Exercise aim —
When a line of the entries below contains "return", it counts once; state how many such lines there are and nothing else.

The data —
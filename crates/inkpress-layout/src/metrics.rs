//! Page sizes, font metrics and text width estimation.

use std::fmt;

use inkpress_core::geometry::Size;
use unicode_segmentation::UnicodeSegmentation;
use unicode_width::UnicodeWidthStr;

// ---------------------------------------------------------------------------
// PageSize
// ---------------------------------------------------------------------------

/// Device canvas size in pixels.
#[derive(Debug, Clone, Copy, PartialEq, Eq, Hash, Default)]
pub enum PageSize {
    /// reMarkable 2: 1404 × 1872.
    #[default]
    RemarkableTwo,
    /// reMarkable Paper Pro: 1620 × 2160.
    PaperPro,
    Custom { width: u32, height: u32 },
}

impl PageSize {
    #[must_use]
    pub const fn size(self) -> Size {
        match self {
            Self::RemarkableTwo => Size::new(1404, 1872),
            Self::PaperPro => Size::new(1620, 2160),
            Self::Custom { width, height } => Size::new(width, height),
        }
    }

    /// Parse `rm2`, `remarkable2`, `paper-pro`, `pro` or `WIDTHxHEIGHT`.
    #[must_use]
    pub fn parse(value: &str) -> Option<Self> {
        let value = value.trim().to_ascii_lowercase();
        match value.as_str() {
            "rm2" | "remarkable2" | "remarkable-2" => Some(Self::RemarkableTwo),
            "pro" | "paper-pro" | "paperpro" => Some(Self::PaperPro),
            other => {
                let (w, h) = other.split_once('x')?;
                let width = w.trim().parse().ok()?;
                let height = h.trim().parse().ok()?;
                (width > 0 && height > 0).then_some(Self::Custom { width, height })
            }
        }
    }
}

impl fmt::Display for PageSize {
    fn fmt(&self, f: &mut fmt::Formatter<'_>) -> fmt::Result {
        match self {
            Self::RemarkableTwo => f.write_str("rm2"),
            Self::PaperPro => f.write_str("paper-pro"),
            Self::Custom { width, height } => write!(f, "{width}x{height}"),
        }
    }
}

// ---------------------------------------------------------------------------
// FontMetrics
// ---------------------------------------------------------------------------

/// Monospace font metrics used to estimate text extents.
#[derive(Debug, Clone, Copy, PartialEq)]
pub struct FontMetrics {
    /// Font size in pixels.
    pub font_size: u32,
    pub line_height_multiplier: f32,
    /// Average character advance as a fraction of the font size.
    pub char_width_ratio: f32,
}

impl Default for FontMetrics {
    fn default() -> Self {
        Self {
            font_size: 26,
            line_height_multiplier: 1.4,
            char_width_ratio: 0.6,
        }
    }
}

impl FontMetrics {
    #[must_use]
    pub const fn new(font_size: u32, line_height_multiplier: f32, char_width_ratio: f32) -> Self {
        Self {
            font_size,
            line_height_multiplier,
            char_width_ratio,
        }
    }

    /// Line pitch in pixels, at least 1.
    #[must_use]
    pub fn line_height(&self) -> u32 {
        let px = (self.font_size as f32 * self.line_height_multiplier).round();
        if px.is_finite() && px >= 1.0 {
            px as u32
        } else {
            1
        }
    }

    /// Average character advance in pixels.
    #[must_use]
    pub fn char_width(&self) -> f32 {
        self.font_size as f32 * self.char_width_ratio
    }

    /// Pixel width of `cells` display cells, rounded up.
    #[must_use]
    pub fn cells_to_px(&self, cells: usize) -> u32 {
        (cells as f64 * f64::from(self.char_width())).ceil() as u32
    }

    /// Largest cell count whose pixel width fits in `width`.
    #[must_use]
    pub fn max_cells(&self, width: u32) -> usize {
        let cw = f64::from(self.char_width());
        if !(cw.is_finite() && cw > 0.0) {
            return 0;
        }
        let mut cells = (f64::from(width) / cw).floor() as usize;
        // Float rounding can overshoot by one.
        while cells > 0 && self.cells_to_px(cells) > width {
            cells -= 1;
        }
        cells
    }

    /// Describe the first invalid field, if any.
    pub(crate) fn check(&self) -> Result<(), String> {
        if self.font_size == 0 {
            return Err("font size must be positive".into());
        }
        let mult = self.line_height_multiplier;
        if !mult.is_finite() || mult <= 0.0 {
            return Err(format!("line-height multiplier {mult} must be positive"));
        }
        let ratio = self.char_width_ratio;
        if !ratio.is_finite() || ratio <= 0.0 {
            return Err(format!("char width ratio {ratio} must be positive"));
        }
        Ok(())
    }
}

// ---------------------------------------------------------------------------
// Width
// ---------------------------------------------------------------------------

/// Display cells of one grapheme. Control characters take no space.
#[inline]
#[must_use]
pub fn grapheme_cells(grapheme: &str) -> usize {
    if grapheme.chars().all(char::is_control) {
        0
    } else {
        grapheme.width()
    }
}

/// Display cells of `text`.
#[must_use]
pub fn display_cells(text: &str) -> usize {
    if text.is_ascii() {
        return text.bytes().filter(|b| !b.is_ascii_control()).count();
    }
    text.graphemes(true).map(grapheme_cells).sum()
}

--

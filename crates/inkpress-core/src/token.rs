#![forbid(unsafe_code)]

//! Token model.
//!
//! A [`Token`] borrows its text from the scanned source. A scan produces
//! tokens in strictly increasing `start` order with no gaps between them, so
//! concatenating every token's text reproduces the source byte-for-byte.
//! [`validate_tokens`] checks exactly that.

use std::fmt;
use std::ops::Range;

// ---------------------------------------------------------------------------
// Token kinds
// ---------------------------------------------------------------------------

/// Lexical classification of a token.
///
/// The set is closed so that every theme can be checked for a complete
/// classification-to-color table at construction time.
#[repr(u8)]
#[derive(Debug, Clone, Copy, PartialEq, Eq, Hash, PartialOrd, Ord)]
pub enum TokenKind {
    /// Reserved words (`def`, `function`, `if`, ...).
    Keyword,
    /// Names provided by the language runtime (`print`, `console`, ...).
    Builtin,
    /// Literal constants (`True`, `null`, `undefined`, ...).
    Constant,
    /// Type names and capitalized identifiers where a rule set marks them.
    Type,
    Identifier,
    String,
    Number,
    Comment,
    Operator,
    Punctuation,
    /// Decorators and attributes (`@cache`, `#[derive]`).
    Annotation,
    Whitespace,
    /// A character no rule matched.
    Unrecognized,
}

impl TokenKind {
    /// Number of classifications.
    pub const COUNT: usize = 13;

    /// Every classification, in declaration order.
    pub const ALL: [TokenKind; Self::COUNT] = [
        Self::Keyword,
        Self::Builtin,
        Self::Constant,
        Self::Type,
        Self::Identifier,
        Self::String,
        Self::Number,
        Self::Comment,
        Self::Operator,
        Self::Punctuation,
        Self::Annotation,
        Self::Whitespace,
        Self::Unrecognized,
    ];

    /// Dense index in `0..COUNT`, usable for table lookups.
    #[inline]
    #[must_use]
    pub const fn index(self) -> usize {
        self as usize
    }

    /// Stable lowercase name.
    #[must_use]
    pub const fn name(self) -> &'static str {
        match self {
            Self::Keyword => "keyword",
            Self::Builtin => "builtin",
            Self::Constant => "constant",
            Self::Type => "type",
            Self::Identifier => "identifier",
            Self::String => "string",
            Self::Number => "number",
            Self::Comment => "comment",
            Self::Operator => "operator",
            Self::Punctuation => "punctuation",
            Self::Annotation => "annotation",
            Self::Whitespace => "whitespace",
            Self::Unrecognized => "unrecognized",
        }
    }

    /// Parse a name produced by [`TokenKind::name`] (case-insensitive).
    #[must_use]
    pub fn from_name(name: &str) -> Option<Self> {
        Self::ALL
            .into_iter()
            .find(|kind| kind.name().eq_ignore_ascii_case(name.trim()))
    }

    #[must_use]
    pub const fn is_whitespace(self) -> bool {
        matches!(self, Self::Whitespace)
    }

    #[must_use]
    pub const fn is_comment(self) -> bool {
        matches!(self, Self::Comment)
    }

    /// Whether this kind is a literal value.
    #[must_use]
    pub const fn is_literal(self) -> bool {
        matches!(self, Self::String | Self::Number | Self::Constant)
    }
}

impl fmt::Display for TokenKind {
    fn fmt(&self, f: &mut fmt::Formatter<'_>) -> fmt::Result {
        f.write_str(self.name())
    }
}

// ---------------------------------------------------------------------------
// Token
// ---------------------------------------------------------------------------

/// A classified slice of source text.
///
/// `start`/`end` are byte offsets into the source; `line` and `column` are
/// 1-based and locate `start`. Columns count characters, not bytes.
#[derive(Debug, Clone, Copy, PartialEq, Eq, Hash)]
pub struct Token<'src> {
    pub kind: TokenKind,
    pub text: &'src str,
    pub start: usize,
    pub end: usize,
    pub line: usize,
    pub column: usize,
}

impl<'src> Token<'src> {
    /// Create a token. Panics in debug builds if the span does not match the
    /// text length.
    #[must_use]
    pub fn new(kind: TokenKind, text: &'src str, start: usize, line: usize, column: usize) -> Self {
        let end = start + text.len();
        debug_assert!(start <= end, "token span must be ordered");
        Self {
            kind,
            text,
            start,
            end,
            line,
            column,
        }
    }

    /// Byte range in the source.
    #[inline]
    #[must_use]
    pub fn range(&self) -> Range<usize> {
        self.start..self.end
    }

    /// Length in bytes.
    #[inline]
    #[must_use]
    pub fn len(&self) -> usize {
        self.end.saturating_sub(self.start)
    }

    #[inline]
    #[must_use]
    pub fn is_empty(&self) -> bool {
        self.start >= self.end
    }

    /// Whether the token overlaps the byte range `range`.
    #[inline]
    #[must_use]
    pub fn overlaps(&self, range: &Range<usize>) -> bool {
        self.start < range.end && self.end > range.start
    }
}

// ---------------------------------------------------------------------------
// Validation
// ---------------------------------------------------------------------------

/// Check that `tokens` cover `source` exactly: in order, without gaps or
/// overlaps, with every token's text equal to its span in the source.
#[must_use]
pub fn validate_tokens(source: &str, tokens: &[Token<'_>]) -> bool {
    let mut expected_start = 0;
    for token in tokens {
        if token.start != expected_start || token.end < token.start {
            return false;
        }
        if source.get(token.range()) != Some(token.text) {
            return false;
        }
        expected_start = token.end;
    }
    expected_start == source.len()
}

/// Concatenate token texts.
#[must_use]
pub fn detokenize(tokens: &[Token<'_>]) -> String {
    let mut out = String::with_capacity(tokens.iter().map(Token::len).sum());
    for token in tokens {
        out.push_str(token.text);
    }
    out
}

* * *

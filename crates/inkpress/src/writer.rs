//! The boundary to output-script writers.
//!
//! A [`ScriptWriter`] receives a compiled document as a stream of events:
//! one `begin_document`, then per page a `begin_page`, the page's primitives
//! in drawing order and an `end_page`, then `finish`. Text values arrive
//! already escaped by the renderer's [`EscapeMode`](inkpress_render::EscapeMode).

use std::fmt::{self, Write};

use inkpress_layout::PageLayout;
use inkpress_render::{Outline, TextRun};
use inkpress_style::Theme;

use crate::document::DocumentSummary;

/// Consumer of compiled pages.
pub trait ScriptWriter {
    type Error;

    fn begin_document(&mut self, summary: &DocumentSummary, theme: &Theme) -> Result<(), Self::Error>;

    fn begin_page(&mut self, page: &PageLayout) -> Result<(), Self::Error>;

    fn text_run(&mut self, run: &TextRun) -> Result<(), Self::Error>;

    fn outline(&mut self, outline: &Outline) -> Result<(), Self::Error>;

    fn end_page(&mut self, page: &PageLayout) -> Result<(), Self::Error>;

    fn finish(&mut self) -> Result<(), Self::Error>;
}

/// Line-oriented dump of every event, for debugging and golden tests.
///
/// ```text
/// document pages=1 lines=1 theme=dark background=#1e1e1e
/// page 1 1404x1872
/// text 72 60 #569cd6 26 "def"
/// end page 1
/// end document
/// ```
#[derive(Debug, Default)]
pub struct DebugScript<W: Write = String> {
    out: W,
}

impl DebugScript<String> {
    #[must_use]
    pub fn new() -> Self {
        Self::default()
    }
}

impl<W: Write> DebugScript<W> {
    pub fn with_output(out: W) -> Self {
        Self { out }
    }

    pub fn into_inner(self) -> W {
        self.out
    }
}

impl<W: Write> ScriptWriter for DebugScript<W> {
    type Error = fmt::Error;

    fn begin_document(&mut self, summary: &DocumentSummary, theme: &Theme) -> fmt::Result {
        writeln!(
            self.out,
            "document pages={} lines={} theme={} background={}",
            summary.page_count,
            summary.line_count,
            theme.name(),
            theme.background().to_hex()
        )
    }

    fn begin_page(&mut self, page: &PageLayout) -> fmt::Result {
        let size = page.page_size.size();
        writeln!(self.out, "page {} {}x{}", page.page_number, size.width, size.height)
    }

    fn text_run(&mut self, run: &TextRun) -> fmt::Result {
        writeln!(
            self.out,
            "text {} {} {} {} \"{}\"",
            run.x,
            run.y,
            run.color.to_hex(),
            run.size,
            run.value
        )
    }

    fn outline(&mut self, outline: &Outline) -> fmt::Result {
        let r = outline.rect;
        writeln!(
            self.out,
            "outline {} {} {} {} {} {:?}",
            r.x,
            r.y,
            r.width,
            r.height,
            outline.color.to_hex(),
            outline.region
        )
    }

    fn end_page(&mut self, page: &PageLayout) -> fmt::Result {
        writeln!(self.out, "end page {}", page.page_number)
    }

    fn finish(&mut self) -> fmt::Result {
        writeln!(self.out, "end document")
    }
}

Exercise response —
7